Answer the following questions:
(a) Identify the Functional Dependencies in R. Be sure to only include functional dependencies that satisfy the following 4 rules: 1) Only include non-trivial FDs; 2) Minimize the determinant (LHS), that is, only include full FDs; 3) Maximize the RHS; and 4) Only include FDs that cannot be derived from other FDs using Armstrongs axioms. Please refer to Page 26 of the Module 10 lecture notes for the details of the above requirements.
(b) Identify the candidate key(s) of R based on the Functional Dependencies. You need to use the concept of attribute closure to identify the key(s).
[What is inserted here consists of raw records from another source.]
//! Command-line front end. Results are printed as JSON on stdout; logs go
//! to stderr.

use std::path::{Path, PathBuf};
use std::process;

use clap::{Parser, Subcommand};
use serde_json::json;
use tracing::{error, info};

use wordtally::config::{load_config, Config};
use wordtally::logging::init_logging;
use wordtally::{WordTally, WordTallyError};

const DEFAULT_CONFIG_FILE: &str = "wordtally.json";

/// Word counts across structured records and document attachments
#[derive(Parser)]
#[command(name = "wordtally", version)]
struct Cli {
    #[command(subcommand)]
    command: Commands,

    /// Configuration file (default: ./wordtally.json when present)
    #[arg(long, global = true)]
    config: Option<PathBuf>,

    /// Enable debug logging
    #[arg(long, global = true)]
    verbose: bool,
}

#[derive(Subcommand)]
enum Commands {
    /// Recompute and cache the structured-content aggregate
    Content {
        /// Print the cached aggregate instead of recomputing
        #[arg(long)]
        cached: bool,
    },
    /// Chunked attachment counting
    Attachments {
        #[command(subcommand)]
        command: AttachmentCommands,
    },
    /// Show cached totals
    Show,
}

#[derive(Subcommand)]
enum AttachmentCommands {
    /// List candidate attachments
    List,
    /// Count the words in one chunk of attachments
    Chunk {
        /// Attachment ids to process
        ids: Vec<String>,
    },
    /// Persist an accumulated total
    Save { total: u64 },
    /// List, process every chunk and save in one go
    Run {
        /// Attachments per chunk (default: from config)
        #[arg(long)]
        chunk_size: Option<usize>,
    },
}

fn main() {
    let cli = Cli::parse();

    let config = match resolve_config(cli.config.as_deref()) {
        Ok(config) => config,
        Err(e) => {
            eprintln!("{}", e);
            process::exit(1);
        }
    };

    if let Err(e) = init_logging(&config.logging, cli.verbose) {
        eprintln!("{}", e);
        process::exit(1);
    }

    match run(&cli.command, &config) {
        Ok(output) => println!("{}", output),
        Err(e) => {
            error!("Command failed: {}", e);
            eprintln!("{}", e);
            process::exit(1);
        }
    }
}

fn resolve_config(explicit: Option<&Path>) -> Result<Config, WordTallyError> {
    if let Some(path) = explicit {
        return Ok(load_config(path)?);
    }

    let fallback = Path::new(DEFAULT_CONFIG_FILE);
    if fallback.is_file() {
        Ok(load_config(fallback)?)
    } else {
        Ok(Config::default())
    }
}

fn run(command: &Commands, config: &Config) -> Result<String, WordTallyError> {
    let tally = WordTally::from_config(config)?;

    let value = match command {
        Commands::Content { cached: true } => json!(tally.cached_content()?),
        Commands::Content { cached: false } => json!(tally.refresh_content()?),
        Commands::Attachments { command } => match command {
            AttachmentCommands::List => json!(tally.list_pdf_candidates()),
            AttachmentCommands::Chunk { ids } => {
                json!({ "chunk_words": tally.process_pdf_chunk(ids) })
            }
            AttachmentCommands::Save { total } => {
                tally.save_pdf_total(*total)?;
                json!({ "saved": total })
            }
            AttachmentCommands::Run { chunk_size } => {
                let size = chunk_size.unwrap_or(config.attachments.chunk_size);
                info!(chunk_size = size, "Running attachment batch");
                let progress = tally.run_pdf_batch(size)?;
                json!({
                    "attachments": progress.attachment_ids.len(),
                    "total_words": progress.running_total,
                })
            }
        },
        Commands::Show => json!(tally.summary()?),
    };

    Ok(format!("{:#}", value))
}
use serde::{Deserialize, Serialize};

/// Continuation state for the chunked attachment protocol, owned by the
/// caller and replayed call by call.
///
/// Ids are claimed before their chunk runs, so a chunk whose call fails is
/// passed over rather than retried.
#[derive(Debug, Clone, PartialEq, Eq, Default, Serialize, Deserialize)]
pub struct BatchProgress {
    pub attachment_ids: Vec<String>,
    pub cursor: usize,
    pub running_total: u64,
}

impl BatchProgress {
    pub fn new(attachment_ids: Vec<String>) -> Self {
        Self {
            attachment_ids,
            cursor: 0,
            running_total: 0,
        }
    }

    /// Claims up to `size` ids from the cursor. A size of zero claims one.
    pub fn next_chunk(&mut self, size: usize) -> Vec<String> {
        let start = self.cursor.min(self.attachment_ids.len());
        let end = start.saturating_add(size.max(1)).min(self.attachment_ids.len());
        self.cursor = end;
        self.attachment_ids[start..end].to_vec()
    }

    pub fn record(&mut self, chunk_words: u64) {
        self.running_total = self.running_total.saturating_add(chunk_words);
    }

    pub fn remaining(&self) -> usize {
        self.attachment_ids.len().saturating_sub(self.cursor)
    }

    pub fn is_complete(&self) -> bool {
        self.remaining() == 0
    }
}
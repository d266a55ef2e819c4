use std::path::Path;

use crate::config::schema::Config;
use crate::error::ConfigError;

const SCHEMA_JSON: &str = include_str!("../../../../schema/config-v1.json");

pub fn load_config<P: AsRef<Path>>(path: P) -> Result<Config, ConfigError> {
    let path = path.as_ref();
    let content = std::fs::read_to_string(path).map_err(|e| ConfigError::ReadFile {
        path: path.to_path_buf(),
        source: e,
    })?;

    load_config_from_str(&content)
}

pub fn load_config_from_str(content: &str) -> Result<Config, ConfigError> {
    let json_value: serde_json::Value = serde_json::from_str(content)?;

    validate_schema(&json_value)?;

    let config: Config = serde_json::from_value(json_value)?;

    validate_config(&config)?;

    Ok(config)
}

fn validate_schema(json_value: &serde_json::Value) -> Result<(), ConfigError> {
    let schema: serde_json::Value =
        serde_json::from_str(SCHEMA_JSON).map_err(|e| ConfigError::Validation {
            message: format!("Invalid embedded schema JSON: {}", e),
        })?;

    let validator = jsonschema::validator_for(&schema).map_err(|e| ConfigError::Validation {
        message: format!("Failed to compile JSON schema: {}", e),
    })?;

    let error_messages: Vec<String> = validator
        .iter_errors(json_value)
        .map(|e| e.to_string())
        .collect();
    if !error_messages.is_empty() {
        return Err(ConfigError::SchemaValidation {
            errors: error_messages.join("; "),
        });
    }

    Ok(())
}

fn validate_config(config: &Config) -> Result<(), ConfigError> {
    if config.version != "1.0" {
        return Err(ConfigError::Validation {
            message: format!("Unsupported config version: {}", config.version),
        });
    }

    if config.attachments.chunk_size == 0 {
        return Err(ConfigError::Validation {
            message: "attachments.chunk_size must be at least 1".to_string(),
        });
    }

    if config.cache.ttl_secs == 0 {
        return Err(ConfigError::Validation {
            message: "cache.ttl_secs must be at least 1".to_string(),
        });
    }

    if config.content.layout_key.trim().is_empty() {
        return Err(ConfigError::Validation {
            message: "content.layout_key must not be blank".to_string(),
        });
    }

    Ok(())
}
Intermediate steps in this process should be detailed.
(c) Assume that R is in 1NF. Now normalise the relation to 2NF, 3NF, and BCNF. Be sure to indicate the FDs you are removing at each step, and why. Just giving the decompositions in each of the three Normal Forms is not sufficient.
Please kindly note that for Question(c) the full mark will only be given to the fully correct normalization result. If you get some functional dependency wrong in Question(a), then some partial marks will be deducted for both the functional dependencies and the possibly incorrect normalization result. Given this, it is very important to get the functional dependencies right in the first instance. While it is recommended to answer this question on just one page, you should use no more than two pages for this question.